Key Points
- Former US talk show host Jerry Springer has died aged 79 after a brief illness.
- He rose to fame as host of The Jerry Springer Show.
- Springer also served as a councillor and mayor of the city of Cincinnati.
Jerry Springer, the one-time mayor and news anchor whose namesake TV show featured a three-ring circus of dysfunctional families willing to bare all on weekday afternoons, has died aged 79.
Known for chair-throwing and bleep-filled arguments, was a favourite US guilty pleasure over its 27-year run, at one point topping Oprah Winfrey's show.
Springer called it "escapist entertainment" while others saw the show as contributing to a dumbing-down decline in the country's social values.
"Jerry's ability to connect with people was at the heart of his success in everything he tried whether that was politics, broadcasting or just joking with people on the street who wanted a photo or a word," Jene Galvin, a family spokesperson and friend of Springer's since 1970, in a statement.
"He's irreplaceable and his loss hurts immensely but memories of his intellect, heart and humour will live on."
Springer died peacefully at home in suburban Chicago after a brief illness, the statement said.
Fellow former talk show host Ricki Lake was among those to pay tribute to Springer on social media, describing him as "a lovely man".
Who was Jerry Springer?
Gerald Norman Springer was born February 13, 1944, in a London underground railway station being used as a bomb shelter.
His parents, Richard and Margot, were German Jews who fled to England during the Holocaust, in which other relatives were killed in Nazi gas chambers.
They arrived in the United States when their son was five and settled in the Queens borough of New York City.
He studied political science at Tulane University and got a law degree from Northwestern University.
He entered politics as an aide in Robert F Kennedy's ill-fated 1968 presidential campaign.
Springer ran unsuccessfully for Congress in 1970 before being elected to city council in 1971.

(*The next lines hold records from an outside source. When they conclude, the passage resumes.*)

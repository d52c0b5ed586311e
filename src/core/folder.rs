// Folding of flat LEFT JOIN results back into nested aggregates.
//
// A join of one parent table against several child tables yields one row
// per (parent, child-combination). The `Folder` collapses those rows into
// one aggregate per distinct parent id, keeping first-seen order. Every
// child group is keyed on its own identity column, so the Cartesian
// product produced by joining two child tables at once never produces
// duplicated or phantom children.

use std::collections::HashMap;

use crate::models::{Film, FilmRow, Genre, Mpa, User, UserRow};

/// An aggregate that can be rebuilt from repeated join rows.
pub trait FoldAggregate: Sized {
    type Row;

    /// Parent id carried by the row
    fn row_id(row: &Self::Row) -> i64;

    /// Aggregate shell built from the parent columns only
    fn from_parent(row: &Self::Row) -> Self;

    /// Merge the child columns of one row into the aggregate
    fn absorb(&mut self, row: &Self::Row);

    /// Called once after the last row
    fn finish(&mut self) {}
}

/// Treats NULL and zero foreign keys as "no child in this row".
pub fn child_key(value: Option<i64>) -> Option<i64> {
    value.filter(|id| *id != 0)
}

#[derive(Debug)]
pub struct Folder<A> {
    index: HashMap<i64, usize>,
    items: Vec<A>,
}

impl<A: FoldAggregate> Folder<A> {
    pub fn new() -> Self {
        Self {
            index: HashMap::new(),
            items: Vec::new(),
        }
    }

    pub fn push(&mut self, row: A::Row) {
        let id = A::row_id(&row);
        let slot = match self.index.get(&id) {
            Some(slot) => *slot,
            None => {
                self.items.push(A::from_parent(&row));
                let slot = self.items.len() - 1;
                self.index.insert(id, slot);
                slot
            }
        };
        self.items[slot].absorb(&row);
    }

    pub fn finish(mut self) -> Folded<A> {
        for item in &mut self.items {
            item.finish();
        }
        Folded {
            index: self.index,
            items: self.items,
        }
    }
}

impl<A: FoldAggregate> Default for Folder<A> {
    fn default() -> Self {
        Self::new()
    }
}

/// Result of a fold: aggregates in first-seen order, addressable by id.
#[derive(Debug)]
pub struct Folded<A> {
    index: HashMap<i64, usize>,
    items: Vec<A>,
}

impl<A> Folded<A> {
    pub fn len(&self) -> usize {
        self.items.len()
    }

    pub fn is_empty(&self) -> bool {
        self.items.is_empty()
    }

    pub fn get(&self, id: i64) -> Option<&A> {
        self.index.get(&id).map(|slot| &self.items[*slot])
    }

    pub fn into_vec(self) -> Vec<A> {
        self.items
    }

    /// The aggregate for `id`, consuming the fold
    pub fn take(mut self, id: i64) -> Option<A> {
        let slot = self.index.remove(&id)?;
        Some(self.items.swap_remove(slot))
    }
}

pub fn fold_rows<A, I>(rows: I) -> Folded<A>
where
    A: FoldAggregate,
    I: IntoIterator<Item = A::Row>,
{
    let mut folder = Folder::new();
    for row in rows {
        folder.push(row);
    }
    folder.finish()
}

impl FoldAggregate for Film {
    type Row = FilmRow;

    fn row_id(row: &FilmRow) -> i64 {
        row.id
    }

    fn from_parent(row: &FilmRow) -> Self {
        let mpa = child_key(row.mpa_id)
            .map(|id| Mpa::new(id, row.mpa_name.clone().unwrap_or_default()));
        Film {
            id: Some(row.id),
            name: row.name.clone(),
            description: row.description.clone(),
            release_date: row.release_date,
            duration: row.duration,
            mpa,
            genres: Vec::new(),
            likes: Default::default(),
        }
    }

    fn absorb(&mut self, row: &FilmRow) {
        if let Some(genre_id) = child_key(row.genre_id) {
            if !self.genres.iter().any(|g| g.id == Some(genre_id)) {
                self.genres.push(Genre::new(
                    genre_id,
                    row.genre_name.clone().unwrap_or_default(),
                ));
            }
        }
        if let Some(user_id) = child_key(row.like_user_id) {
            self.likes.insert(user_id);
        }
    }

    fn finish(&mut self) {
        self.genres.sort_by_key(|g| g.id);
    }
}

impl FoldAggregate for User {
    type Row = UserRow;

    fn row_id(row: &UserRow) -> i64 {
        row.id
    }

    fn from_parent(row: &UserRow) -> Self {
        User {
            id: Some(row.id),
            email: row.email.clone(),
            login: row.login.clone(),
            name: row.name.clone(),
            birthday: row.birthday,
            friends: Default::default(),
        }
    }

    fn absorb(&mut self, row: &UserRow) {
        if let Some(friend_id) = child_key(row.friend_id) {
            self.friends.insert(friend_id);
        }
    }
}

In 1974 — in what The Cincinnati Enquirer reported as "an abrupt move that shook Cincinnati's political community" — Springer resigned.
Jerry Springer was a councillor and mayor of the US city of Cincinnati before he became a talk show host. Source: Getty / Cincinnati Museum Center
In a subsequent admission that could have been the basis for one of his future shows, Springer said he had paid sex workers with personal cheques.
Then 30, he had married Micki Velton the previous year. The couple had a daughter, Katie, and divorced in 1994.
Springer quickly bounced back politically, winning a council seat in 1975 and serving as mayor in 1977.
He later became a local television politics reporter with popular evening commentaries.
Springer began his talk show in 1991 with more of a traditional format but after he left WLWT in 1993, it got a sleazy makeover.
It made him a celebrity who would go on to host a radio talk show and America's Got Talent, star in a movie called Ringmaster, and compete on Dancing With the Stars.
Jerry Springer appeared on Dancing With the Stars in 2006. Credit: Adam Larkey/Disney General Entertainment Con
After more than 4,000 episodes, the show ended in 2018, never straying from its core salaciousness: Some of its last episodes had such titles as Stripper Sex Turned Me Straight, Stop Pimpin' My Twin Sister, and Hooking Up With My Therapist.
In a "Too Hot For TV" video released as his daily show neared seven million viewers in the late 1990s, Springer offered a defence against disgust.
"Look, television does not and must not create values, it's merely a picture of all that's out there - the good, the bad, the ugly," he said, adding: "Believe this: the politicians and companies that seek to control what each of us may watch are a far greater danger to America and our treasured freedom than any of our guests ever were or could be".
Springer also contended that the people on his show volunteered to be subjected to whatever ridicule or humiliation awaited them.
"With all the joking I do with the show, I'm fully aware and thank God every day that my life has taken this incredible turn because of this silly show," he told the Cincinnati Enquirer in 2011.